Mechanism of skeletal muscle atrophy by muscle fiber types in male rats under long-term fasting stress.

Fasting induces metabolic changes in muscles, which are differentiated by muscle fiber type. In this study, the mechanism of fasting-induced muscle atrophy in rats was examined to determine the differences between muscle fiber types in energy production. Fasting for 96 h did not alter the weight of the soleus (SOL), a fiber type I muscle, but did significantly reduce the weight of gastrocnemius (GM), a fiber type II muscle. GM, SOL and blood pregnenolone and testosterone levels decreased under fasting, which induced energy deprivation, whereas corticosterone (CORT) levels significantly increased.

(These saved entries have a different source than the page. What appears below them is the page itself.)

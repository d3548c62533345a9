//! Print F(0) through F(9), one per line.

use anyhow::Result;
use classic_algos::demo::{fibonacci_demo, SHORT_RUN};
use classic_algos::fibonacci::IterativeFibonacci;
use classic_algos::logging;
use classic_algos::render::Layout;

fn main() {
    logging::init();
    if let Err(err) = run() {
        eprintln!("{:#}", err);
        std::process::exit(1);
    }
}

fn run() -> Result<()> {
    fibonacci_demo(
        &mut std::io::stdout().lock(),
        &IterativeFibonacci,
        SHORT_RUN,
        Layout::Lines,
    )
}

However, the expression of 3β-HSD and P45011β in GM was unaffected by fasting. The decrease in GM weight may be due to decreased levels of testosterone and reduced synthesis of mammalian target of rapamycin (mTOR). Significant increases in CORT both GM and SOL were associated with increases in the amount of branched-chain amino acids available for energy production. However, decreased levels of mTOR and IGF1 and increased levels of CORT and IL-6 in SOL suggest that GM proteolysis was followed by SOL proteolysis for additional energy production. In conclusion, IGF1 levels decreased significantly in SOL, whereas those of IL-6 significantly increased in SOL and blood but decreased in GM. Blood branched-chain amino acids (BCAA) levels were unaffected due to fasting, whereas an increase was noted in the levels of BCAA in GM and SOL. These results show that fasting for 96 h restricts energy supply, producing fast-twitch muscle atrophy followed by slow-twitch muscle atrophy.